Aim of the task: Pick out the lines below that include the string "submit".

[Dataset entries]

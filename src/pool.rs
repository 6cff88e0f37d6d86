//! Receiver-side shell pool.
//!
//! Reconstructed buffers are cheap shells around descriptors the sender
//! still owns, but each shell held downstream keeps a sender buffer
//! unacknowledged. The pool caps how many shells are out at once; when it
//! is exhausted the receiver hands out an unpooled shell instead, which
//! costs nothing extra but makes the pressure visible in the stats.

use std::sync::{Arc, Condvar, Mutex};
use tracing::debug;

/// Default number of shells out at once.
pub const DEFAULT_SHELL_CAPACITY: usize = 3;

#[derive(Default)]
struct PoolState {
    in_use: usize,
    overflow_grants: u64,
}

/// A counted pool of buffer shells.
#[derive(Clone)]
pub struct ShellPool {
    inner: Arc<(Mutex<PoolState>, Condvar)>,
    capacity: usize,
}

impl ShellPool {
    /// Create a pool with `capacity` shells.
    pub fn new(capacity: usize) -> Self {
        Self {
            inner: Arc::new((Mutex::new(PoolState::default()), Condvar::new())),
            capacity: capacity.max(1),
        }
    }

    /// Take a shell if one is free.
    ///
    /// On exhaustion returns `None` and counts an overflow grant; the
    /// caller proceeds with an unpooled shell.
    pub fn try_acquire(&self) -> Option<ShellTicket> {
        let (lock, _) = &*self.inner;
        let mut state = lock.lock().unwrap();
        if state.in_use < self.capacity {
            state.in_use += 1;
            Some(ShellTicket {
                pool: Arc::clone(&self.inner),
            })
        } else {
            state.overflow_grants += 1;
            debug!(capacity = self.capacity, "shell pool exhausted, granting unpooled shell");
            None
        }
    }

    /// Number of shells currently out.
    pub fn in_use(&self) -> usize {
        self.inner.0.lock().unwrap().in_use
    }

    /// Number of times the pool was exhausted and an unpooled shell was
    /// granted instead.
    pub fn overflow_grants(&self) -> u64 {
        self.inner.0.lock().unwrap().overflow_grants
    }
}

impl Default for ShellPool {
    fn default() -> Self {
        Self::new(DEFAULT_SHELL_CAPACITY)
    }
}

/// RAII grant of one pool shell; dropping it frees the slot.
pub struct ShellTicket {
    pool: Arc<(Mutex<PoolState>, Condvar)>,
}

impl Drop for ShellTicket {
    fn drop(&mut self) {
        let (lock, cond) = &*self.pool;
        let mut state = lock.lock().unwrap();
        state.in_use = state.in_use.saturating_sub(1);
        cond.notify_one();
    }
}

#[cfg(test)]
mod tests {
    use super::*;

    #[test]
    fn test_tickets_return_on_drop() {
        let pool = ShellPool::new(2);

        let a = pool.try_acquire().unwrap();
        let b = pool.try_acquire().unwrap();
        assert_eq!(pool.in_use(), 2);
        assert!(pool.try_acquire().is_none());
        assert_eq!(pool.overflow_grants(), 1);

        drop(a);
        assert_eq!(pool.in_use(), 1);
        let c = pool.try_acquire().unwrap();
        assert_eq!(pool.in_use(), 2);

        drop(b);
        drop(c);
        assert_eq!(pool.in_use(), 0);
    }

    #[test]
    fn test_zero_capacity_rounds_up_to_one() {
        let pool = ShellPool::new(0);
        let ticket = pool.try_acquire();
        assert!(ticket.is_some());
        assert!(pool.try_acquire().is_none());
    }
}
//! # fdlink
//!
//! Local buffer-transport IPC over Unix domain sockets with zero-copy
//! file-descriptor passing.
//!
//! fdlink moves media and tensor buffers — shared-memory blocks plus
//! structured metadata — between two processes on the same host. Buffer
//! contents never cross the socket: only fixed-layout descriptions travel
//! as `SOCK_SEQPACKET` datagrams, with the backing memory transferred once
//! per buffer id as an `SCM_RIGHTS` descriptor and reused thereafter.
//!
//! ## Features
//!
//! - **Zero-copy transfer**: memfd/dmabuf descriptors over `SCM_RIGHTS`
//! - **Fd-send-once**: pooled buffer descriptors cross the socket once per
//!   connection; later sends name the id and the receiver reuses its cache
//! - **Ownership hand-off**: the sender holds every fd-backed buffer until
//!   the receiver's drop guard sends the return message
//! - **Reconnect-friendly**: both endpoints run a dedicated engine thread
//!   with bounded polling and prompt, cancellable shutdown
//!
//! ## Quick Start
//!
//! ```rust,ignore
//! use fdlink::prelude::*;
//! use std::time::Duration;
//!
//! // Consumer process: listen and receive.
//! let source = SocketSource::start(SourceConfig::new("/tmp/frames.sock"))?;
//! let buffer = source.next_buffer(Duration::from_millis(100))?;
//! // ... use the buffer; dropping it returns it to the sender.
//!
//! // Producer process: connect and submit.
//! let sink = SocketSink::start(SinkConfig::new("/tmp/frames.sock"))?;
//! sink.wait_connected(Duration::from_secs(1));
//! sink.submit(buffer)?;
//! ```

#![warn(missing_docs)]
#![warn(clippy::all)]
#![deny(unsafe_op_in_unsafe_fn)]

pub mod buffer;
pub mod error;
pub mod ledger;
pub mod meta;
pub mod pool;
pub mod sink;
pub mod source;
pub mod state;
pub mod wire;

/// Prelude for convenient imports
pub mod prelude {
    pub use crate::buffer::{BufferId, LogicalBuffer, MemoryBlock, StreamMode};
    pub use crate::error::{Error, Result};
    pub use crate::meta::MetaRecord;
    pub use crate::sink::{SinkConfig, SocketSink};
    pub use crate::source::{SocketSource, SourceConfig};
}

pub use error::{Error, Result};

Result for this exercise:
//! // Producer process: connect and submit.
//! sink.submit(buffer)?;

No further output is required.